Recorded data:
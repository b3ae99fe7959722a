//! Flat-file export and import of pipeline artifacts
//!
//! The exported normalized matrix is the sole persisted artifact of the
//! normalization stage and the sole input contract for running the DE stage
//! independently: one row per sample, one column per gene (log2 values),
//! plus any joined annotation columns. Missing cells and unmatched
//! annotation values serialize as empty fields.

use std::path::Path;

use ndarray::Array2;

use crate::data::NormalizedMatrix;
use crate::de::DeResult;
use crate::error::{NCounterError, Result};
use crate::io::annotations::SAMPLE_KEY_COLUMN;

/// Write the normalized matrix as CSV: sample key column, gene columns,
/// annotation columns.
pub fn write_matrix(path: &Path, matrix: &NormalizedMatrix) -> Result<()> {
    let mut writer = csv::Writer::from_path(path)?;

    let mut header: Vec<String> = vec![SAMPLE_KEY_COLUMN.to_string()];
    header.extend(matrix.gene_names().iter().cloned());
    header.extend(matrix.annotation_names().iter().cloned());
    writer.write_record(&header)?;

    let values = matrix.values();
    for (row_idx, sample_id) in matrix.sample_ids().iter().enumerate() {
        let mut record: Vec<String> = Vec::with_capacity(header.len());
        record.push(sample_id.clone());
        for col_idx in 0..matrix.n_genes() {
            let v = values[[row_idx, col_idx]];
            if v.is_nan() {
                record.push(String::new());
            } else {
                record.push(format!("{:.6}", v));
            }
        }
        for name in matrix.annotation_names() {
            let value = matrix
                .annotation(name)
                .and_then(|col| col[row_idx].clone())
                .unwrap_or_default();
            record.push(value);
        }
        writer.write_record(&record)?;
    }

    writer.flush()?;
    log::info!("Log2-normalized matrix written to {}", path.display());
    Ok(())
}

/// Read a previously exported matrix.
///
/// Columns where every non-empty cell parses as a number are gene columns
/// (empty cells become NaN, i.e. missing); all other columns are treated as
/// annotation columns. The first column, or one named `RCC`, is the sample
/// key.
pub fn read_matrix(path: &Path) -> Result<NormalizedMatrix> {
    let mut reader = csv::ReaderBuilder::new().trim(csv::Trim::All).from_path(path)?;
    let headers: Vec<String> = reader.headers()?.iter().map(|h| h.to_string()).collect();
    if headers.len() < 2 {
        return Err(NCounterError::EmptyData {
            reason: format!("matrix file {} has no gene columns", path.display()),
        });
    }

    let key_idx = headers
        .iter()
        .position(|h| h == SAMPLE_KEY_COLUMN)
        .unwrap_or(0);

    let mut sample_ids: Vec<String> = Vec::new();
    let mut cells: Vec<Vec<String>> = Vec::new();
    for record in reader.records() {
        let record = record?;
        sample_ids.push(record.get(key_idx).unwrap_or_default().to_string());
        cells.push(record.iter().map(|f| f.to_string()).collect());
    }
    if sample_ids.is_empty() {
        return Err(NCounterError::EmptyData {
            reason: format!("matrix file {} has no sample rows", path.display()),
        });
    }

    // Classify each non-key column as gene (numeric) or annotation
    let mut gene_cols: Vec<usize> = Vec::new();
    let mut annot_cols: Vec<usize> = Vec::new();
    for col in 0..headers.len() {
        if col == key_idx {
            continue;
        }
        let mut any_numeric = false;
        let mut all_numeric = true;
        for row in &cells {
            let field = row.get(col).map(String::as_str).unwrap_or("");
            if field.is_empty() {
                continue;
            }
            if field.parse::<f64>().is_ok() {
                any_numeric = true;
            } else {
                all_numeric = false;
            }
        }
        if any_numeric && all_numeric {
            gene_cols.push(col);
        } else {
            annot_cols.push(col);
        }
    }

    let n_samples = sample_ids.len();
    let mut values = Array2::from_elem((n_samples, gene_cols.len()), f64::NAN);
    for (row_idx, row) in cells.iter().enumerate() {
        for (out_idx, &col) in gene_cols.iter().enumerate() {
            let field = row.get(col).map(String::as_str).unwrap_or("");
            if !field.is_empty() {
                values[[row_idx, out_idx]] =
                    field.parse::<f64>().map_err(|_| NCounterError::Parse {
                        file: path.display().to_string(),
                        line: row_idx + 2,
                        reason: format!("non-numeric value '{}' in gene column", field),
                    })?;
            }
        }
    }

    let gene_names: Vec<String> = gene_cols.iter().map(|&c| headers[c].clone()).collect();
    let mut matrix = NormalizedMatrix::new(sample_ids, gene_names, values)?;
    for &col in &annot_cols {
        let column: Vec<Option<String>> = cells
            .iter()
            .map(|row| {
                let field = row.get(col).map(String::as_str).unwrap_or("");
                if field.is_empty() {
                    None
                } else {
                    Some(field.to_string())
                }
            })
            .collect();
        matrix.add_annotation(&headers[col], column)?;
    }
    Ok(matrix)
}

/// Write DE results as CSV: gene, fold_change, neg_log_p.
///
/// The p = 0 sentinel serializes as `inf`, never clamped to a finite value.
pub fn write_de_results(path: &Path, results: &[DeResult]) -> Result<()> {
    let mut writer = csv::Writer::from_path(path)?;
    writer.write_record(["gene", "fold_change", "neg_log_p"])?;
    for r in results {
        let fold_change = format!("{:.6}", r.fold_change);
        let neg_log_p = if r.neg_log_p.is_infinite() {
            "inf".to_string()
        } else {
            format!("{:.6}", r.neg_log_p)
        };
        writer.write_record([r.gene.as_str(), fold_change.as_str(), neg_log_p.as_str()])?;
    }
    writer.flush()?;
    log::info!("DE results written to {}", path.display());
    Ok(())
}
//! Two-sample Student's t-test

use statrs::distribution::{ContinuousCDF, StudentsT};

use crate::stats;

/// Two-sided p-value of an equal-variance (pooled) two-sample t-test.
///
/// Deliberately the basic Student form, no Welch correction: pooled variance
/// with df = n1 + n2 - 2. Callers guarantee both slices have at least 2
/// values. A pooled variance of exactly zero degenerates: p = 0 when the
/// means differ, p = 1 when they are identical.
pub fn student_t_test(a: &[f64], b: &[f64]) -> f64 {
    let n1 = a.len() as f64;
    let n2 = b.len() as f64;
    let mean_diff = stats::mean(a) - stats::mean(b);

    let pooled_var = ((n1 - 1.0) * stats::sample_variance(a)
        + (n2 - 1.0) * stats::sample_variance(b))
        / (n1 + n2 - 2.0);

    if pooled_var == 0.0 {
        return if mean_diff == 0.0 { 1.0 } else { 0.0 };
    }

    let t = mean_diff / (pooled_var * (1.0 / n1 + 1.0 / n2)).sqrt();
    if !t.is_finite() {
        return f64::NAN;
    }

    let df = n1 + n2 - 2.0;
    let t_dist = StudentsT::new(0.0, 1.0, df).unwrap();
    2.0 * t_dist.cdf(-t.abs())
}

/// -log10(p). A p-value of 0 is reported as the +infinity sentinel, never
/// clamped to a finite value.
pub fn neg_log_p(p: f64) -> f64 {
    if p == 0.0 {
        f64::INFINITY
    } else {
        -p.log10()
    }
}

/// The -log10 significance threshold for a given p-value cutoff
/// (alpha = 0.05 -> 1.301, the conventional volcano labeling line)
pub fn neg_log_p_threshold(alpha: f64) -> f64 {
    -alpha.log10()
}
//! Input/output for nCounter runs

mod annotations;
mod export;
mod rcc;
mod repository;

pub use annotations::{find_annotations, read_annotations, ANNOTATIONS_MARKER, SAMPLE_KEY_COLUMN};
pub use export::{read_matrix, write_de_results, write_matrix};
pub use rcc::{parse_rcc, parse_rcc_dir, sample_id_from_filename, RCC_HEADER_LINES, RCC_MARKER};
pub use repository::ingest;
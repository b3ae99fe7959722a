//! rust_ncounter: Nanostring nCounter RCC processing
//!
//! This crate ingests raw per-sample RCC count files, validates them against
//! the built-in positive/negative control probes, normalizes endogenous gene
//! counts against housekeeping genes (log2 scale), and runs a two-group
//! differential-expression comparison producing a volcano-plot-ready table.
//!
//! # Example
//!
//! ```ignore
//! use rust_ncounter::prelude::*;
//!
//! // Load and normalize a run directory
//! let annotations = find_annotations(root)?;
//! let output = run_pipeline(root, annotations.as_ref())?;
//! write_matrix(out_path, &output.matrix)?;
//!
//! // Two-group comparison on the normalized matrix
//! let results = compare(&output.matrix, &genes, "group", "control", "treated")?;
//! ```

pub mod annotate;
pub mod cli;
pub mod data;
pub mod de;
pub mod error;
pub mod io;
pub mod normalization;
pub mod qc;
pub mod stats;

/// Prelude module for convenient imports
pub mod prelude {
    pub use crate::annotate::join;
    pub use crate::data::{CodeClass, NormalizedMatrix, RawCountRecord, RawCountTable, SampleAnnotations};
    pub use crate::de::{compare, neg_log_p_threshold, DeResult};
    pub use crate::error::{NCounterError, Result};
    pub use crate::io::{
        find_annotations, ingest, parse_rcc_dir, read_annotations, read_matrix,
        write_de_results, write_matrix,
    };
    pub use crate::normalization::{normalize, NormalizationFactor};
    pub use crate::qc::{ControlDiagnostics, QcFlags, TitrationSeries};
    pub use crate::{run_pipeline, PipelineOutput};
}

use std::collections::BTreeMap;
use std::path::Path;

use prelude::*;

/// Everything one batch run produces.
///
/// A run is a single atomic unit of work: ingestion, QC, normalization and
/// the optional annotation join happen strictly in order, each stage
/// consuming an immutable input and producing a new artifact.
pub struct PipelineOutput {
    /// Raw counts across all samples, as parsed
    pub table: RawCountTable,
    /// Run-level control-probe diagnostics
    pub diagnostics: ControlDiagnostics,
    /// Advisory per-sample QC flags; flagged samples are still normalized
    pub flags: BTreeMap<String, QcFlags>,
    /// Per-sample housekeeping normalization factors
    pub factors: Vec<NormalizationFactor>,
    /// Log2 normalized matrix, annotations joined when provided
    pub matrix: NormalizedMatrix,
}

/// Run the ingestion -> QC -> normalization -> join pipeline on a directory
/// of RCC files. The root path is explicit; nothing changes the process
/// working directory.
pub fn run_pipeline(
    root: &Path,
    annotations: Option<&SampleAnnotations>,
) -> Result<PipelineOutput> {
    let per_file = parse_rcc_dir(root)?;
    let table = ingest(per_file)?;

    let diagnostics = qc::evaluate(&table)?;
    let flags = qc::per_sample_flags(&table, &diagnostics, &TitrationSeries::default());

    let (matrix, factors) = normalize(&table)?;
    let matrix = join(matrix, annotations)?;

    Ok(PipelineOutput {
        table,
        diagnostics,
        flags,
        factors,
        matrix,
    })
}
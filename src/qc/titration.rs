//! Positive-control titration series
//!
//! The panel ships six positive probes at known input concentrations.
//! Probe names in RCC files carry the concentration as a suffix, e.g.
//! `POS_A(128)`, so probes are matched by name prefix. The series is a
//! versioned lookup so future probe panels can substitute their own table
//! instead of editing constants.

use serde::{Deserialize, Serialize};

/// One step of the titration: probe name prefix and input concentration (fM)
#[derive(Debug, Clone, Serialize, Deserialize)]
pub struct TitrationStep {
    pub probe: String,
    pub concentration: f64,
}

/// Ordered positive-control titration series, highest concentration first
#[derive(Debug, Clone, Serialize, Deserialize)]
pub struct TitrationSeries {
    steps: Vec<TitrationStep>,
}

impl TitrationSeries {
    /// Build a series from arbitrary steps; ordering by descending
    /// concentration is established here, not assumed of the caller.
    pub fn new(mut steps: Vec<TitrationStep>) -> Self {
        steps.sort_by(|a, b| {
            b.concentration
                .partial_cmp(&a.concentration)
                .unwrap_or(std::cmp::Ordering::Equal)
        });
        Self { steps }
    }

    /// Steps in descending concentration order
    pub fn steps(&self) -> &[TitrationStep] {
        &self.steps
    }

    /// Position of a probe gene name in the series, matched by prefix
    /// (`POS_A(128)` matches the `POS_A` step)
    pub fn position(&self, gene: &str) -> Option<usize> {
        self.steps.iter().position(|s| gene.starts_with(&s.probe))
    }
}

impl Default for TitrationSeries {
    /// The standard nCounter series: 128, 32, 8, 2, 0.5, 0.125 fM
    fn default() -> Self {
        let steps = [
            ("POS_A", 128.0),
            ("POS_B", 32.0),
            ("POS_C", 8.0),
            ("POS_D", 2.0),
            ("POS_E", 0.5),
            ("POS_F", 0.125),
        ];
        Self::new(
            steps
                .iter()
                .map(|(probe, concentration)| TitrationStep {
                    probe: probe.to_string(),
                    concentration: *concentration,
                })
                .collect(),
        )
    }
}

#[cfg(test)]
mod tests {
    use super::*;

    #[test]
    fn test_default_series_order() {
        let series = TitrationSeries::default();
        let concentrations: Vec<f64> =
            series.steps().iter().map(|s| s.concentration).collect();
        assert_eq!(concentrations, vec![128.0, 32.0, 8.0, 2.0, 0.5, 0.125]);
    }

    #[test]
    fn test_prefix_match() {
        let series = TitrationSeries::default();
        assert_eq!(series.position("POS_A(128)"), Some(0));
        assert_eq!(series.position("POS_F(0.125)"), Some(5));
        assert_eq!(series.position("NEG_A(0)"), None);
    }

    #[test]
    fn test_new_sorts_descending() {
        let series = TitrationSeries::new(vec![
            TitrationStep {
                probe: "P_LOW".to_string(),
                concentration: 1.0,
            },
            TitrationStep {
                probe: "P_HIGH".to_string(),
                concentration: 64.0,
            },
        ]);
        assert_eq!(series.steps()[0].probe, "P_HIGH");
    }
}
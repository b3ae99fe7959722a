//! Error types for rust_ncounter

use thiserror::Error;

/// Main error type for nCounter pipeline operations
#[derive(Error, Debug)]
pub enum NCounterError {
    #[error("Malformed row in {file} at line {line}: {reason}")]
    Parse {
        file: String,
        line: usize,
        reason: String,
    },

    #[error("Duplicate sample ID '{sample_id}': produced by both {first_file} and {second_file}")]
    DuplicateSample {
        sample_id: String,
        first_file: String,
        second_file: String,
    },

    #[error("Duplicate record for sample '{sample_id}', gene '{gene}'")]
    DuplicateRecord { sample_id: String, gene: String },

    #[error("Cannot normalize sample '{sample_id}': no housekeeping genes present")]
    Normalization { sample_id: String },

    #[error("Insufficient data: group '{group}' has {n} usable samples, need at least 2")]
    InsufficientData { group: String, n: usize },

    #[error("Gene '{gene}' not found in the normalized matrix")]
    MissingGene { gene: String },

    #[error("Annotation column '{column}' not found")]
    MissingColumn { column: String },

    #[error("Dimension mismatch: expected {expected}, got {got}")]
    DimensionMismatch { expected: String, got: String },

    #[error("Empty data: {reason}")]
    EmptyData { reason: String },

    #[error("IO error: {0}")]
    Io(#[from] std::io::Error),

    #[error("CSV error: {0}")]
    Csv(#[from] csv::Error),

    #[error("JSON error: {0}")]
    Json(#[from] serde_json::Error),
}

/// Result type alias for nCounter pipeline operations
pub type Result<T> = std::result::Result<T, NCounterError>;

Exercise instructions: Exactly the lines above from the one with "for convenient imports" to the one with "known input concentrations.", both included, are to be quoted; leave the rest out.

Answer:
/// Prelude module for convenient imports
pub mod prelude {
    pub use crate::annotate::join;
    pub use crate::data::{CodeClass, NormalizedMatrix, RawCountRecord, RawCountTable, SampleAnnotations};
    pub use crate::de::{compare, neg_log_p_threshold, DeResult};
    pub use crate::error::{NCounterError, Result};
    pub use crate::io::{
        find_annotations, ingest, parse_rcc_dir, read_annotations, read_matrix,
        write_de_results, write_matrix,
    };
    pub use crate::normalization::{normalize, NormalizationFactor};
    pub use crate::qc::{ControlDiagnostics, QcFlags, TitrationSeries};
    pub use crate::{run_pipeline, PipelineOutput};
}

use std::collections::BTreeMap;
use std::path::Path;

use prelude::*;

/// Everything one batch run produces.
///
/// A run is a single atomic unit of work: ingestion, QC, normalization and
/// the optional annotation join happen strictly in order, each stage
/// consuming an immutable input and producing a new artifact.
pub struct PipelineOutput {
    /// Raw counts across all samples, as parsed
    pub table: RawCountTable,
    /// Run-level control-probe diagnostics
    pub diagnostics: ControlDiagnostics,
    /// Advisory per-sample QC flags; flagged samples are still normalized
    pub flags: BTreeMap<String, QcFlags>,
    /// Per-sample housekeeping normalization factors
    pub factors: Vec<NormalizationFactor>,
    /// Log2 normalized matrix, annotations joined when provided
    pub matrix: NormalizedMatrix,
}

/// Run the ingestion -> QC -> normalization -> join pipeline on a directory
/// of RCC files. The root path is explicit; nothing changes the process
/// working directory.
pub fn run_pipeline(
    root: &Path,
    annotations: Option<&SampleAnnotations>,
) -> Result<PipelineOutput> {
    let per_file = parse_rcc_dir(root)?;
    let table = ingest(per_file)?;

    let diagnostics = qc::evaluate(&table)?;
    let flags = qc::per_sample_flags(&table, &diagnostics, &TitrationSeries::default());

    let (matrix, factors) = normalize(&table)?;
    let matrix = join(matrix, annotations)?;

    Ok(PipelineOutput {
        table,
        diagnostics,
        flags,
        factors,
        matrix,
    })
}
filename src/qc/titration.rs
//! Positive-control titration series
//!
//! The panel ships six positive probes at known input concentrations.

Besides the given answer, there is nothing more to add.